The Aα, Bβ and γ polypeptide chains of fibrinogen are encoded by a three gene cluster on human chromosome four. The fibrinogen genes (FGB-FGA-FGG) are expressed almost exclusively in hepatocytes where their output is coordinated to ensure a sufficient mRNA pool for each chain and maintain an abundant plasma fibrinogen protein level. Fibrinogen gene expression is controlled by the activity of proximal promoters which contain binding sites for hepatocyte transcription factors, including proteins which influence fibrinogen transcription in response to acute-phase inflammatory stimuli. The fibrinogen gene cluster also contains cis regulatory elements; enhancer sequences with liver activities identified by sequence conservation and functional genomics. While the transcriptional control of this gene cluster is fascinating biology, the medical impetus to understand fibrinogen gene regulation stems from the association of cardiovascular disease risk with high level circulating fibrinogen.

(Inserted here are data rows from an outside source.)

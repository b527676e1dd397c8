//! Regional assortment optimization toolkit
//!
//! Generates a synthetic Northwest Arkansas market (stores, products,
//! planograms, sales), loads it into an embedded SurrealDB, scores shelf
//! space by Sales Per Linear Inch, and recommends item swaps.

pub mod catalog;
pub mod comms;
pub mod db;
pub mod engine;
pub mod market;
pub mod models;
pub mod render;
pub mod synth;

In the general population this level varies from about 1.5 to 3.5 g/l. This variation between individuals is influenced by genotype, suggesting there are genetic variants contributing to fibrinogen levels which reside in fibrinogen regulatory loci. A complete picture of how fibrinogen genes are regulated will therefore point towards novel sources of regulatory variants. In this review we discuss regulation of the fibrinogen genes from proximal promoters and enhancers, the influence of acute-phase stimulation, post-transcriptional regulation by miRNAs and functional regulatory variants identified in genetic studies. Finally, we discuss the fibrinogen locus in light of recent advances in understanding chromosomal architecture and suggest future directions for researching the mechanisms that control fibrinogen expression.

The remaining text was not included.